The council responded with a show-cause notice against Mr. Davies alleging that an 800 mm high retaining wall – to which the canal front revetment wall abutted – had been illegally constructed.
As the years passed and their children grew older without experiencing all that the spectacular location could have provided, the family became emotionally drained.
In November 2019 they filed proceedings in the District Court against the Gold Coast City Council for damages and an injunction or alternatively an additional $450k for the loss in value of the property resulting from its degradation.
The dispute came before Judge Nathan Jarro who heard 8 days of evidence and submissions in August and October 2020.
Three engineers provided reports to assist the court: Dr Philip Shaw (Geotechnical), Kelvin Borkowsky (Structural) and Eric Fox (Structural & Geotechnical). In addition to their individual reports, two joint reports were prepared, one for each of the two specialities meaning that the opinions of Mr Fox – wearing two hats – featured in both.
The experts were largely in agreement on the three mechanisms that contributed to the sinkholes and subsidence: loss of fill and resulting voids in the bedding and around the pipe itself; loss of fill from marine agitation at the pipe outlet “headwall”; and cracks in the pipe resulting from the degraded bedding support caused by those two things.
The council contended the retaining wall had damaged the discharge pipe so as to cause the subsidence and that it was “illegal” because its records contained no entry that evidenced its construction had been approved.
His Honour was however content to conclude – by relying on the evidence of a neighbour who had built the wall in 1982 and swore that he had done so by reference to a stamped “APPROVED” construction drawing and that council personnel had inspected the works on at least two occasions during construction – that it had been approved.
“Just because no approved plans were produced at trial does not preclude me from finding the retaining wall was approved,” he reasoned. “The [council] records are inconclusive such that [they] could have been misplaced or lost”.
Having found it to have been approved, the court rejected the council’s assertion that the construction of the retaining wall was a breach of the easement terms. Neither did the court accept that the wall was the source of damage to the pipe.
Not to be outdone the GCCC also argued that the “headwall” – the vertical section of the concrete installation through which the pipe emerges at the canal – was part of the revetment wall and thus came within the homeowner’s responsibility including in relation to swirling canal water that undermined the fill it was responsible for holding in place.

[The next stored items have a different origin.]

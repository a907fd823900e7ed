use criterion::{black_box, criterion_group, criterion_main, Criterion};
use verify_sdk_common::request_signing::{
    build_signed_parameters_at, compute_signature, response_signature, ClientIdentity,
    ParameterSet, SharedSecret,
};

fn sample_params() -> ParameterSet {
    [
        ("device_id", "fq_7le_qTzY:APA91bEm38BfOBh4hDEWHyKe0FdNJPpyJ86hX9VX_0Zq6clsrhPm0ZKkI2ZlxTw4DToTFF768rS-"),
        ("source_ip_address", "127.0.0.1"),
        ("number", "+521111111111"),
        ("token", "a&b=c,d-0123456789abcdef"),
    ]
    .into_iter()
    .map(|(k, v)| (k.to_string(), v.to_string()))
    .collect()
}

fn bench_compute_signature(c: &mut Criterion) {
    let params = sample_params();
    let secret = SharedSecret::from("f3ac8cc9b1ddde5");
    c.bench_function("signing/compute_signature", |b| {
        b.iter(|| black_box(compute_signature(black_box(&params), &secret)));
    });
}

fn bench_build_signed_parameters(c: &mut Criterion) {
    let params = sample_params();
    let identity = ClientIdentity::new("aa6215a6-2c00-4625-85e9-6426bb377027", "f3ac8cc9b1ddde5");
    c.bench_function("signing/build_signed_parameters", |b| {
        b.iter(|| {
            black_box(build_signed_parameters_at(
                black_box(&params),
                &identity,
                1_465_215_221,
            ))
        });
    });
}

fn bench_response_signature(c: &mut Criterion) {
    let body = br#"{"result_code":0,"result_message":"OK","timestamp":"1465215221","user_status":"unknown"}"#;
    let secret = SharedSecret::from("f3ac8cc9b1ddde5");
    c.bench_function("signing/response_signature", |b| {
        b.iter(|| black_box(response_signature(black_box(body), &secret)));
    });
}

criterion_group!(
    benches,
    bench_compute_signature,
    bench_build_signed_parameters,
    bench_response_signature
);
criterion_main!(benches);
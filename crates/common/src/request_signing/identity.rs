//! Client identity: application id, shared secret and the fixed SDK platform
//! fields sent with every request.

use std::fmt;

use crate::constants::{SDK_OS_FAMILY, SDK_OS_REVISION, SDK_REVISION};

/// Secret shared with the remote service. Never transmitted and never printed.
#[derive(Clone, PartialEq, Eq)]
pub struct SharedSecret(String);

impl SharedSecret {
    pub fn new(secret: impl Into<String>) -> Self {
        Self(secret.into())
    }

    #[must_use]
    pub fn expose(&self) -> &str {
        &self.0
    }
}

impl fmt::Debug for SharedSecret {
    fn fmt(&self, f: &mut fmt::Formatter<'_>) -> fmt::Result {
        f.write_str("SharedSecret(<redacted>)")
    }
}

impl From<&str> for SharedSecret {
    fn from(secret: &str) -> Self {
        Self::new(secret)
    }
}

impl From<String> for SharedSecret {
    fn from(secret: String) -> Self {
        Self(secret)
    }
}

#[derive(Debug, Clone, PartialEq, Eq)]
pub struct ClientIdentity {
    app_id: String,
    shared_secret: SharedSecret,
    os_family: &'static str,
    os_revision: &'static str,
    sdk_revision: &'static str,
}

impl ClientIdentity {
    pub fn new(app_id: impl Into<String>, shared_secret: impl Into<SharedSecret>) -> Self {
        Self {
            app_id: app_id.into(),
            shared_secret: shared_secret.into(),
            os_family: SDK_OS_FAMILY,
            os_revision: SDK_OS_REVISION,
            sdk_revision: SDK_REVISION,
        }
    }

    #[must_use]
    pub fn app_id(&self) -> &str {
        &self.app_id
    }

    #[must_use]
    pub fn shared_secret(&self) -> &SharedSecret {
        &self.shared_secret
    }

    #[must_use]
    pub fn os_family(&self) -> &'static str {
        self.os_family
    }

    #[must_use]
    pub fn os_revision(&self) -> &'static str {
        self.os_revision
    }

    #[must_use]
    pub fn sdk_revision(&self) -> &'static str {
        self.sdk_revision
    }
}
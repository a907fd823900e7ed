//! Error types for the Verify SDK client.
//!
//! Every fallible operation returns `Result<T, Report<VerifyError>>`; the
//! report carries attachments describing which endpoint or step failed.

use derive_more::{Display, Error};

#[derive(Debug, Display, Error, Clone, PartialEq, Eq)]
pub enum VerifyError {
    /// Settings could not be loaded or failed validation
    #[display("Configuration error: {message}")]
    Configuration { message: String },

    /// The outbound call could not be completed or its body could not be read
    #[display("Transport error: {message}")]
    Transport { message: String },

    /// The response carried no signature header
    #[display("Missing Response Signature")]
    MissingSignature,

    /// The response signature does not match the received body
    #[display("Invalid Response Signature")]
    InvalidSignature,

    /// The body was authentic but did not decode into the expected shape
    #[display("Decode error: {message}")]
    Decode { message: String },

    /// The remote service refused to issue a token
    #[display("{message}")]
    RemoteRejection { result_code: i64, message: String },
}

impl VerifyError {
    /// Whether the error means the response could not be trusted.
    #[must_use]
    pub fn is_signature_failure(&self) -> bool {
        matches!(
            self,
            VerifyError::MissingSignature | VerifyError::InvalidSignature
        )
    }
}
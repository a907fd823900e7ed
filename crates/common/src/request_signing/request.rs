//! Assembly of signed GET requests.

use http::header::{HeaderName, CONTENT_ENCODING, CONTENT_TYPE};
use url::Url;

use crate::constants::{
    CONTENT_ENCODING_UTF8, CONTENT_TYPE_FORM_URLENCODED, HEADER_X_NEXMO_SDK_OS_FAMILY,
    HEADER_X_NEXMO_SDK_OS_REVISION, HEADER_X_NEXMO_SDK_REVISION,
};

use super::identity::ClientIdentity;
use super::signing::{build_signed_parameters, build_signed_parameters_at, ParameterSet};

/// A signed call to one endpoint, built fresh for every request.
#[derive(Debug, Clone, PartialEq, Eq)]
pub struct SignedRequest {
    endpoint: Url,
    params: ParameterSet,
    headers: Vec<(HeaderName, String)>,
}

impl SignedRequest {
    #[must_use]
    pub fn new(endpoint: &Url, caller_params: &ParameterSet, identity: &ClientIdentity) -> Self {
        Self::from_signed(
            endpoint,
            build_signed_parameters(caller_params, identity),
            identity,
        )
    }

    #[must_use]
    pub fn new_at(
        endpoint: &Url,
        caller_params: &ParameterSet,
        identity: &ClientIdentity,
        timestamp: i64,
    ) -> Self {
        Self::from_signed(
            endpoint,
            build_signed_parameters_at(caller_params, identity, timestamp),
            identity,
        )
    }

    fn from_signed(endpoint: &Url, params: ParameterSet, identity: &ClientIdentity) -> Self {
        let headers = vec![
            (CONTENT_TYPE, CONTENT_TYPE_FORM_URLENCODED.to_owned()),
            (CONTENT_ENCODING, CONTENT_ENCODING_UTF8.to_owned()),
            (HEADER_X_NEXMO_SDK_OS_FAMILY, identity.os_family().to_owned()),
            (
                HEADER_X_NEXMO_SDK_OS_REVISION,
                identity.os_revision().to_owned(),
            ),
            (HEADER_X_NEXMO_SDK_REVISION, identity.sdk_revision().to_owned()),
        ];

        log::debug!(
            "Signed request for {} with parameters [{}]",
            endpoint,
            params.keys().map(String::as_str).collect::<Vec<_>>().join(", ")
        );

        Self {
            endpoint: endpoint.clone(),
            params,
            headers,
        }
    }

    /// Endpoint without the query string.
    #[must_use]
    pub fn endpoint(&self) -> &Url {
        &self.endpoint
    }

    #[must_use]
    pub fn params(&self) -> &ParameterSet {
        &self.params
    }

    #[must_use]
    pub fn param(&self, key: &str) -> Option<&str> {
        self.params.get(key).map(String::as_str)
    }

    #[must_use]
    pub fn headers(&self) -> &[(HeaderName, String)] {
        &self.headers
    }

    /// Full request URL with every parameter form-encoded into the query.
    #[must_use]
    pub fn url(&self) -> Url {
        let mut url = self.endpoint.clone();
        if !self.params.is_empty() {
            url.query_pairs_mut().extend_pairs(self.params.iter());
        }
        url
    }
}

#[cfg(test)]
mod tests {
    use super::*;
    use crate::request_signing::signing::compute_signature;

    fn token_endpoint() -> Url {
        Url::parse("https://api.nexmo.com/sdk/token/json").unwrap()
    }

    fn caller_params() -> ParameterSet {
        let mut params = ParameterSet::new();
        params.insert("device_id".into(), "fq_7le_qTzY:APA91b".into());
        params.insert("source_ip_address".into(), "127.0.0.1".into());
        params
    }

    #[test]
    fn test_signed_request_params() {
        let identity = ClientIdentity::new("aa6215a6", "f3ac8cc9b1ddde5");
        let request = SignedRequest::new_at(&token_endpoint(), &caller_params(), &identity, 1_465_215_221);

        assert_eq!(request.param("app_id"), Some("aa6215a6"));
        assert_eq!(request.param("timestamp"), Some("1465215221"));
        assert_eq!(request.param("device_id"), Some("fq_7le_qTzY:APA91b"));

        let mut unsigned = request.params().clone();
        unsigned.remove("sig");
        assert_eq!(
            request.param("sig"),
            Some(compute_signature(&unsigned, identity.shared_secret()).as_str())
        );
    }

    #[test]
    fn test_signed_request_url_is_form_encoded() {
        let identity = ClientIdentity::new("app", "secret");
        let mut params = ParameterSet::new();
        params.insert("number".into(), "+52 1111".into());
        params.insert("token".into(), "a&b=c".into());

        let request = SignedRequest::new_at(&token_endpoint(), &params, &identity, 42);
        let url = request.url();

        assert_eq!(url.path(), "/sdk/token/json");
        let query = url.query().unwrap();
        assert!(query.starts_with("app_id=app&number=%2B52+1111&sig="));
        assert!(query.ends_with("&timestamp=42&token=a%26b%3Dc"));

        let decoded: ParameterSet = url.query_pairs().into_owned().collect();
        assert_eq!(&decoded, request.params());
    }

    #[test]
    fn test_signed_request_headers() {
        let identity = ClientIdentity::new("app", "secret");
        let request = SignedRequest::new(&token_endpoint(), &ParameterSet::new(), &identity);

        let headers: Vec<(&str, &str)> = request
            .headers()
            .iter()
            .map(|(name, value)| (name.as_str(), value.as_str()))
            .collect();
        assert_eq!(
            headers,
            vec![
                ("content-type", "application/x-www-form-urlencoded"),
                ("content-encoding", "UTF-8"),
                ("x-nexmo-sdk-os-family", "ANDROID"),
                ("x-nexmo-sdk-os-revision", "23"),
                ("x-nexmo-sdk-revision", "1.0"),
            ]
        );
    }

    #[test]
    fn test_signed_request_never_carries_secret() {
        let identity = ClientIdentity::new("app", "very-secret");
        let request = SignedRequest::new(&token_endpoint(), &caller_params(), &identity);

        assert!(!request.url().as_str().contains("very-secret"));
        assert!(request.params().values().all(|v| v != "very-secret"));
    }
}
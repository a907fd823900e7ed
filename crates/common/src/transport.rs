//! Transport seam for issuing signed requests.
//!
//! The flow only needs one blocking GET per call and the raw body plus the
//! signature header back. [`UreqTransport`] is the production implementation.

use std::fmt;
use std::time::Duration;

use error_stack::{Report, ResultExt};

use crate::constants::HEADER_X_NEXMO_RESPONSE_SIGNATURE;
use crate::error::VerifyError;
use crate::request_signing::SignedRequest;

/// Response as received on the wire, before any integrity check.
#[derive(Debug, Clone, PartialEq, Eq)]
pub struct RawResponse {
    pub status: u16,
    pub body: Vec<u8>,
    pub signature: Option<String>,
}

pub trait Transport {
    /// Sends `request` and reads the full response.
    ///
    /// # Errors
    ///
    /// Returns [`VerifyError::Transport`] if the request cannot be sent or the
    /// body cannot be read.
    fn get(&self, request: &SignedRequest) -> Result<RawResponse, Report<VerifyError>>;
}

impl<T: Transport + ?Sized> Transport for &T {
    fn get(&self, request: &SignedRequest) -> Result<RawResponse, Report<VerifyError>> {
        (**self).get(request)
    }
}

impl<T: Transport + ?Sized> Transport for Box<T> {
    fn get(&self, request: &SignedRequest) -> Result<RawResponse, Report<VerifyError>> {
        (**self).get(request)
    }
}

/// Blocking HTTP transport backed by a `ureq` agent.
#[derive(Clone)]
pub struct UreqTransport {
    agent: ureq::Agent,
}

impl UreqTransport {
    #[must_use]
    pub fn new() -> Self {
        Self::with_timeout(None)
    }

    /// HTTP error statuses are returned as responses: the signed body decides
    /// the outcome, not the status line.
    #[must_use]
    pub fn with_timeout(timeout: Option<Duration>) -> Self {
        let config = ureq::Agent::config_builder()
            .http_status_as_error(false)
            .timeout_global(timeout)
            .build();

        Self {
            agent: ureq::Agent::new_with_config(config),
        }
    }
}

impl fmt::Debug for UreqTransport {
    fn fmt(&self, f: &mut fmt::Formatter<'_>) -> fmt::Result {
        f.debug_struct("UreqTransport").finish_non_exhaustive()
    }
}

impl Default for UreqTransport {
    fn default() -> Self {
        Self::new()
    }
}

impl Transport for UreqTransport {
    fn get(&self, request: &SignedRequest) -> Result<RawResponse, Report<VerifyError>> {
        let url = request.url();

        let mut builder = self.agent.get(url.as_str());
        for (name, value) in request.headers() {
            builder = builder.header(name.as_str(), value.as_str());
        }

        let mut response = builder.call().map_err(|e| {
            Report::new(VerifyError::Transport {
                message: format!("Failed to send request: {e}"),
            })
        })?;

        let status = response.status().as_u16();
        let signature = response
            .headers()
            .get(HEADER_X_NEXMO_RESPONSE_SIGNATURE.as_str())
            .and_then(|value| value.to_str().ok())
            .map(str::to_owned);

        let body = response
            .body_mut()
            .read_to_vec()
            .map_err(|e| {
                Report::new(VerifyError::Transport {
                    message: format!("Failed to read response: {e}"),
                })
            })
            .attach(format!("status: {status}"))?;

        log::debug!(
            "GET {} returned {} ({} bytes, signature {})",
            request.endpoint(),
            status,
            body.len(),
            if signature.is_some() { "present" } else { "absent" }
        );

        Ok(RawResponse {
            status,
            body,
            signature,
        })
    }
}
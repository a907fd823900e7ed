//! Verify SDK command line client.
//!
//! This tool provides commands for:
//! - Requesting a token for a device
//! - Running a verify search (token request followed by a token-scoped search)

use clap::{Parser, Subcommand};
use std::path::PathBuf;

mod config;
mod error;
mod verify;

use error::CliError;

#[derive(Parser)]
#[command(name = "verifycli")]
#[command(about = "Verify SDK client for signed token and search requests")]
#[command(version)]
struct Cli {
    #[command(subcommand)]
    command: Commands,

    /// Enable verbose output
    #[arg(short, long, global = true)]
    verbose: bool,

    /// Path to the TOML configuration file (embedded defaults when omitted)
    #[arg(long, short, global = true, env = "VERIFY_SDK_CONFIG")]
    config: Option<PathBuf>,
}

#[derive(Subcommand)]
enum Commands {
    /// Request a token for a device
    Token {
        /// Device identifier
        #[arg(long)]
        device_id: String,

        /// IP address of the end user
        #[arg(long)]
        source_ip: String,
    },

    /// Request a token and run a verify search with it
    Search {
        /// Device identifier
        #[arg(long)]
        device_id: String,

        /// IP address of the end user
        #[arg(long)]
        source_ip: String,

        /// Phone number to search, in international format
        #[arg(long)]
        number: String,

        /// Optional two-letter country code
        #[arg(long)]
        country: Option<String>,
    },
}

fn main() {
    let cli = Cli::parse();
    init_logger(cli.verbose);

    if let Err(e) = run(cli) {
        eprintln!("Error: {}", e);
        std::process::exit(1);
    }
}

fn init_logger(verbose: bool) {
    let level = if verbose {
        log::LevelFilter::Debug
    } else {
        log::LevelFilter::Info
    };

    let result = fern::Dispatch::new()
        .format(|out, message, record| {
            out.finish(format_args!(
                "{}  {} {}",
                chrono::Local::now().to_rfc3339_opts(chrono::SecondsFormat::Millis, true),
                record.level(),
                message
            ))
        })
        .level(level)
        .chain(std::io::stderr())
        .apply();

    if let Err(e) = result {
        eprintln!("Failed to initialize logger: {}", e);
    }
}

fn run(cli: Cli) -> Result<(), CliError> {
    let settings = config::load_settings(cli.config.as_deref(), cli.verbose)?;
    let client = settings.to_client()?;

    let output = match cli.command {
        Commands::Token {
            device_id,
            source_ip,
        } => verify::token(&client, &verify::token_params(&device_id, &source_ip))?,
        Commands::Search {
            device_id,
            source_ip,
            number,
            country,
        } => verify::search(
            &client,
            &verify::search_params(&device_id, &source_ip, &number, country.as_deref()),
        )?,
    };

    println!("{}", output);
    Ok(())
}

Not so ruled the court. The “headwall” was, Judge Jarro wrote in his 52-page reasons, owned by the council – regardless of who constructed by it – and was just as much its responsibility for maintenance as was the pipe itself.
That was enough to lead to a ruling that the council was responsible for all of the deterioration of the Davies’ land. More than a mere inconvenience, the sinkholes and subsidence “caused and continue to cause substantial and unreasonable interference with the use of the property by the plaintiffs”.
The tort of “nuisance” was made out and an injunction was ordered against the council to fix the mess because damages were considered to be an inadequate remedy given the issues were ongoing.
Despite the obvious turmoil, disappointment and genuine emotional distress the family had endured over the nine-year period to judgment, the court ordered a mere $50k for loss of use and enjoyment of their dream residence.
The Davies’ claim for special nuisance damages of $110k for the cost of removal and replacement of a brick wall and boundary fence along the eastern boundary where the pipe was to be dug up to effect the remediation, was also allowed.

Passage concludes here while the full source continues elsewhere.